Three warming onion recipes

Basic but fundamental, this humble vegetable is at the heart of these comforting meals

Champ is a popular Irish recipe that features spring onions
Champ is a popular Irish recipe that features spring onions  Credit: Liz & Max Haarala Hamilton

Onions are a constant. They’re also humble – we rarely cook them just for themselves. Dishes are built on them. In Europe, many French recipes start with a mirepoix – diced onions, celery and carrots; Spanish ones with a sofrito of onion, garlic and tomatoes cooked in olive oil. In Cajun cooking, you start with the ‘holy trinity’ of onions, celery and green peppers. Onions eventually become a background in which you can barely discern their presence, but you’ll know if you leave them out. You feel their absence. There is no centre to your soups, your stock tastes feeble. Onions are modest but they’re also at the core of so many dishes.

I was in Shetland – where the growing of vegetables is taken seriously because it’s difficult – a couple of years ago and visited a crofter (she’s 84 and gets around on a quad bike), well known for her self-sufficiency. In her garden there were green cabbages tinged with mauve, five different varieties of potato, cauliflower, broccoli and kale, but no onions. ‘I just don’t like them,’ she said briskly. ‘I know when onions have gone into a dish as they’re so strong.’ She could be what’s known as a ‘super taster’: flavours are more intense to her. I would no sooner stop using onions than I would stop eating bread and butter.

In his book Odes to Common Things, the Chilean poet Pablo Neruda wrote, ‘I have praised everything that exists, but to me, onion, you are more beautiful than a bird… the fragrance of the earth lives in your crystalline nature.’ This could be as much to do with how you feel when you’re cooking onions as what they bring to a dish.

Have you done that thing, stood in your kitchen chopping an onion while the pressures of the day recede? The peace sneaks up on you. ‘Chop an onion’ is often how a dish begins. Every cook experiences the quiet anticipation of a new dish starting to form when they chop an onion, and a sense of continuity too. After difficult periods – getting divorced, having a sick child and anxious stays in hospital – I have found my way back to myself by chopping an onion. I feel I have done it every day of my life – this ordinary activity is at my centre.

Onions are not straightforward to cook. You must pay attention. I was making the German dish below a few days ago and cooked my onions so slowly they collapsed.
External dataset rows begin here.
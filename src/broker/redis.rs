//! Redis pub/sub and key/value backend built on `fred`.

use std::time::Duration;

use anyhow::{Context, Result};
use async_trait::async_trait;
use fred::interfaces::PubsubInterface;
use fred::prelude::*;
use fred::types::Message;
use tokio::sync::broadcast;
use tokio_util::sync::CancellationToken;

use super::{
    drive_subscription, Delivery, EnvelopePublisher, EnvelopeSubscriber, MessageSource,
    PayloadHandler, PublishError, RegistryStore, PUBLISH_TIMEOUT,
};
use crate::config::RedisSettings;
use crate::protocol::{agent_channel, Envelope};

/// Build a client config from settings. `addr` may be `host:port` or a URL.
pub fn redis_config(settings: &RedisSettings) -> Result<Config> {
    let addr = settings.addr.trim();
    let url = if addr.contains("://") {
        addr.to_string()
    } else {
        format!("redis://{addr}")
    };
    let mut config =
        Config::from_url(&url).with_context(|| format!("invalid redis address {addr:?}"))?;
    if !settings.password.is_empty() {
        config.password = Some(settings.password.clone());
    }
    if settings.db != 0 {
        config.database = Some(settings.db);
    }
    Ok(config)
}

/// Publishing connections retry forever with capped exponential backoff.
fn reconnect_policy() -> ReconnectPolicy {
    ReconnectPolicy::new_exponential(0, 100, 5_000, 2)
}

async fn connect_client(client: &Client, timeout: Duration) -> Result<()> {
    let _connection = client.connect();
    match tokio::time::timeout(timeout, client.wait_for_connect()).await {
        Ok(Ok(())) => Ok(()),
        Ok(Err(error)) => {
            let _ = client.quit().await;
            Err(error).context("connect redis")
        }
        Err(_) => {
            let _ = client.quit().await;
            anyhow::bail!("connect redis: timed out after {timeout:?}")
        }
    }
}

/// Shared connection used for publishing and registry writes.
#[derive(Clone)]
pub struct RedisBroker {
    client: Client,
    prefix: String,
    publish_timeout: Duration,
}

impl RedisBroker {
    pub async fn connect(settings: &RedisSettings) -> Result<Self> {
        Self::connect_with_timeout(settings, PUBLISH_TIMEOUT).await
    }

    pub async fn connect_with_timeout(settings: &RedisSettings, timeout: Duration) -> Result<Self> {
        let client = Client::new(redis_config(settings)?, None, None, Some(reconnect_policy()));
        connect_client(&client, timeout)
            .await
            .with_context(|| format!("redis at {}", settings.addr))?;
        tracing::debug!(target = "discord_relay::broker", addr = %settings.addr, "connected to redis");
        Ok(Self {
            client,
            prefix: settings.channel_prefix.clone(),
            publish_timeout: PUBLISH_TIMEOUT,
        })
    }

    /// Subscriber for `agent`'s channel. Each `subscribe` call opens its own
    /// connection.
    pub fn subscriber(&self, agent: &str) -> RedisSubscriber {
        RedisSubscriber {
            client: self.client.clone(),
            channel: agent_channel(&self.prefix, agent),
            connect_timeout: self.publish_timeout,
        }
    }

    pub async fn close(&self) {
        let _ = self.client.quit().await;
    }
}

#[async_trait]
impl EnvelopePublisher for RedisBroker {
    async fn publish(&self, envelope: &Envelope) -> Result<(), PublishError> {
        if envelope.agent().trim().is_empty() {
            return Err(PublishError::MissingAgent);
        }
        let channel = envelope.channel(&self.prefix);
        let payload = envelope.to_bytes().map_err(|source| PublishError::Encode {
            channel: channel.clone(),
            source,
        })?;

        let publish = self.client.publish::<i64, _, _>(channel.as_str(), payload);
        match tokio::time::timeout(self.publish_timeout, publish).await {
            Ok(Ok(receivers)) => {
                tracing::debug!(
                    target = "discord_relay::broker",
                    channel = %channel,
                    receivers = receivers,
                    "published envelope"
                );
                Ok(())
            }
            Ok(Err(error)) => Err(PublishError::Broker {
                channel,
                reason: error.to_string(),
            }),
            Err(_) => Err(PublishError::Timeout {
                channel,
                timeout: self.publish_timeout,
            }),
        }
    }
}

#[async_trait]
impl RegistryStore for RedisBroker {
    async fn put(&self, key: &str, value: &[u8], ttl: Duration) -> Result<()> {
        let seconds = ttl.as_secs().max(1) as i64;
        self.client
            .set::<(), _, _>(key, value.to_vec(), Some(Expiration::EX(seconds)), None, false)
            .await
            .with_context(|| format!("set registry key {key}"))
    }

    async fn delete(&self, key: &str) -> Result<()> {
        self.client
            .del::<i64, _>(key)
            .await
            .map(|_| ())
            .with_context(|| format!("delete registry key {key}"))
    }
}

pub struct RedisSubscriber {
    client: Client,
    channel: String,
    connect_timeout: Duration,
}

/// Pub/sub messages plus the connection's error stream. The message sender
/// outlives a dropped connection; only the error stream reports it.
struct RedisSource {
    messages: broadcast::Receiver<Message>,
    errors: broadcast::Receiver<(Error, Option<Server>)>,
}

impl RedisSource {
    fn for_client(client: &Client) -> Self {
        Self {
            messages: client.message_rx(),
            errors: client.error_rx(),
        }
    }
}

#[async_trait]
impl MessageSource for RedisSource {
    async fn next(&mut self) -> Delivery {
        tokio::select! {
            message = self.messages.recv() => match message {
                Ok(message) => match message.value.as_bytes() {
                    Some(bytes) => Delivery::Message(bytes.to_vec()),
                    None => Delivery::Unreadable,
                },
                Err(broadcast::error::RecvError::Lagged(skipped)) => Delivery::Lagged(skipped),
                Err(broadcast::error::RecvError::Closed) => Delivery::Closed,
            },
            error = self.errors.recv() => match error {
                Ok((error, Some(server))) => Delivery::Lost(format!("{server}: {error}")),
                Ok((error, None)) => Delivery::Lost(error.to_string()),
                Err(broadcast::error::RecvError::Lagged(skipped)) => {
                    Delivery::Lost(format!("{skipped} connection errors"))
                }
                Err(broadcast::error::RecvError::Closed) => Delivery::Closed,
            },
        }
    }
}

#[async_trait]
impl EnvelopeSubscriber for RedisSubscriber {
    async fn subscribe(
        &self,
        cancel: &CancellationToken,
        handler: &dyn PayloadHandler,
    ) -> Result<()> {
        let subscriber = self.client.clone_new();
        connect_client(&subscriber, self.connect_timeout)
            .await
            .with_context(|| format!("subscribe redis channel {}", self.channel))?;

        let mut source = RedisSource::for_client(&subscriber);
        let result = match subscriber.subscribe(self.channel.as_str()).await {
            Ok(()) => {
                tracing::info!(target = "discord_relay::broker", channel = %self.channel, "subscribed");
                drive_subscription(&mut source, &self.channel, cancel, handler).await
            }
            Err(error) => {
                Err(error).with_context(|| format!("subscribe redis channel {}", self.channel))
            }
        };

        let _ = subscriber.unsubscribe(self.channel.as_str()).await;
        let _ = subscriber.quit().await;
        result
    }
}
They were too soft and too pale. They’d lost their structure. It helps to keep a visual picture of what you’re trying to achieve – chopped onions that become soft but not coloured, caramelised onions that are dark and sweet, fried onions as brown as tobacco.

I first noticed how onions behave in the Wimpy in my hometown. They were fried on a flat griddle and moved around with something that resembled a wallpaper scraper. This produced a mixture of frizzled golden-brown onions, a few small raw bits and tiny pieces that were scorched, but not so badly you wanted to spit them out. They were what you get if you don’t have time to pay attention. They seemed perfect for a burger.

The kind of onions you end up with depends on the heat under your pan, the fat you use, whether you’ve added salt or not (salt draws water out) and whether the pan is covered. Onions don’t have to be cooked, of course. Slices so fine they add just a whisper of their flavour are perfect on smoked salmon, and I can eat slice after slice of black bread with raw onions, a combination that is earthy, sweet and sharp. Onions are basic but fundamental. I love them for all the ways they can be.